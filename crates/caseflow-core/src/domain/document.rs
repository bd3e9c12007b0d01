//! YAML process documents.
//!
//! A document declares the topology of a process (steps, start step,
//! transitions, start event names). Start handlers are code, so they are
//! attached to the builder returned by [`ProcessDocument::into_builder`].
//!
//! ```yaml
//! name: licence
//! case_type: LicenceCase
//! start: collect_info
//! steps:
//!   - name: collect_info
//!     kind: applicant_task
//!   - name: process_data
//!     kind: system_process
//!     handler: ProcessDataJob
//! transitions:
//!   - { from: collect_info, on: form_submitted, to: process_data }
//!   - { from: process_data, on: processing_complete, to: end }
//! start_events:
//!   - application_started
//! ```

use crate::domain::process::{ProcessBuilder, ProcessDefinition};
use crate::domain::step::{Step, StepKind};
use crate::domain::transition::TransitionTarget;
use crate::CoreError;
use serde::{Deserialize, Serialize};

/// Serialized form of a process topology
#[derive(Debug, Clone, PartialEq, Eq, Serialize, Deserialize)]
pub struct ProcessDocument {
    /// Process name
    pub name: String,

    /// Case type the process drives
    pub case_type: String,

    /// Step new cases begin at
    pub start: String,

    /// Steps in declaration order
    pub steps: Vec<StepDocument>,

    /// Transition rules
    #[serde(default)]
    pub transitions: Vec<TransitionDocument>,

    /// Events that create new cases
    #[serde(default)]
    pub start_events: Vec<String>,
}

/// A step entry
#[derive(Debug, Clone, PartialEq, Eq, Serialize, Deserialize)]
pub struct StepDocument {
    /// Step name
    pub name: String,

    /// Actor kind
    pub kind: StepKind,

    /// Optional handler reference
    #[serde(default, skip_serializing_if = "Option::is_none")]
    pub handler: Option<String>,
}

/// A transition entry
#[derive(Debug, Clone, PartialEq, Eq, Serialize, Deserialize)]
pub struct TransitionDocument {
    /// Source step
    pub from: String,

    /// Triggering event
    pub on: String,

    /// Target step, or `end`
    pub to: String,
}

impl ProcessDocument {
    /// Parse a YAML document
    pub fn from_yaml(yaml: &str) -> Result<Self, CoreError> {
        let document: ProcessDocument = serde_yaml::from_str(yaml)?;
        if document.name.trim().is_empty() {
            return Err(CoreError::DocumentError(
                "Process name must not be empty".to_string(),
            ));
        }
        Ok(document)
    }

    /// Serialize back to YAML
    pub fn to_yaml(&self) -> Result<String, CoreError> {
        Ok(serde_yaml::to_string(self)?)
    }

    /// Describe an existing definition
    pub fn from_definition(definition: &ProcessDefinition) -> Self {
        Self {
            name: definition.name().to_string(),
            case_type: definition.case_type().to_string(),
            start: definition
                .initial_step()
                .map(ToString::to_string)
                .unwrap_or_default(),
            steps: definition
                .steps()
                .iter()
                .map(|s| StepDocument {
                    name: s.name.to_string(),
                    kind: s.kind,
                    handler: s.handler.clone(),
                })
                .collect(),
            transitions: definition
                .transitions()
                .iter()
                .map(|t| TransitionDocument {
                    from: t.from.to_string(),
                    on: t.event.to_string(),
                    to: match &t.to {
                        TransitionTarget::End => crate::domain::transition::END.to_string(),
                        TransitionTarget::Step(step) => step.to_string(),
                    },
                })
                .collect(),
            start_events: definition
                .start_events()
                .into_iter()
                .map(|e| e.0)
                .collect(),
        }
    }

    /// Load the topology into a builder; start handlers still need attaching
    pub fn into_builder(self) -> ProcessBuilder {
        let mut builder = ProcessDefinition::builder(self.name, self.case_type).start(self.start);

        for step in self.steps {
            let mut s = Step::new(step.name, step.kind);
            s.handler = step.handler;
            builder = builder.step(s);
        }

        for t in self.transitions {
            builder = builder.transition(t.from, t.on, TransitionTarget::parse(&t.to));
        }

        for event in self.start_events {
            builder = builder.declare_start_event(event);
        }

        builder
    }
}

#[cfg(test)]
mod tests {
    use super::*;
    use crate::domain::case::Case;
    use crate::domain::event::EventName;
    use crate::domain::step::StepName;

    const YAML: &str = r#"
name: licence
case_type: LicenceCase
start: collect_info
steps:
  - name: collect_info
    kind: applicant_task
  - name: process_data
    kind: system_process
    handler: ProcessDataJob
transitions:
  - { from: collect_info, on: form_submitted, to: process_data }
  - { from: process_data, on: processing_complete, to: end }
start_events:
  - application_started
"#;

    #[test]
    fn test_parse_document() {
        let document = ProcessDocument::from_yaml(YAML).unwrap();
        assert_eq!(document.name, "licence");
        assert_eq!(document.steps.len(), 2);
        assert_eq!(document.steps[1].handler.as_deref(), Some("ProcessDataJob"));
        assert_eq!(document.transitions[1].to, "end");
        assert_eq!(document.start_events, vec!["application_started"]);
    }

    #[test]
    fn test_document_requires_start_handlers() {
        let document = ProcessDocument::from_yaml(YAML).unwrap();
        let err = document.into_builder().build().unwrap_err();
        assert_eq!(
            err,
            CoreError::StartHandlerMissing("application_started".to_string())
        );
    }

    #[test]
    fn test_document_into_definition() {
        let definition = ProcessDocument::from_yaml(YAML)
            .unwrap()
            .into_builder()
            .start_event("application_started", |_| Ok(Case::new("licence")))
            .build()
            .unwrap();

        assert_eq!(definition.initial_step(), Some(&StepName::from("collect_info")));
        assert!(definition
            .transitions()
            .lookup(
                &StepName::from("process_data"),
                &EventName::from("processing_complete")
            )
            .map(TransitionTarget::is_end)
            .unwrap_or(false));
    }

    #[test]
    fn test_document_round_trips_through_definition() {
        let definition = ProcessDocument::from_yaml(YAML)
            .unwrap()
            .into_builder()
            .start_event("application_started", |_| Ok(Case::new("licence")))
            .build()
            .unwrap();

        let document = ProcessDocument::from_definition(&definition);
        assert_eq!(document, ProcessDocument::from_yaml(YAML).unwrap());
        assert!(document.to_yaml().unwrap().contains("processing_complete"));
    }

    #[test]
    fn test_invalid_documents() {
        let err = ProcessDocument::from_yaml("name: [").unwrap_err();
        assert_eq!(err.error_code(), "ERR_DOCUMENT");

        let err = ProcessDocument::from_yaml("name: ' '\ncase_type: C\nstart: a\nsteps: []\n")
            .unwrap_err();
        assert!(matches!(err, CoreError::DocumentError(ref msg) if msg.contains("empty")));
    }
}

=====

Problem details: Go through the records and pull out each line that includes the word "CoreError".

Exercise result:
use crate::CoreError;
    pub fn from_yaml(yaml: &str) -> Result<Self, CoreError> {
            return Err(CoreError::DocumentError(
    pub fn to_yaml(&self) -> Result<String, CoreError> {
            CoreError::StartHandlerMissing("application_started".to_string())
        assert!(matches!(err, CoreError::DocumentError(ref msg) if msg.contains("empty")));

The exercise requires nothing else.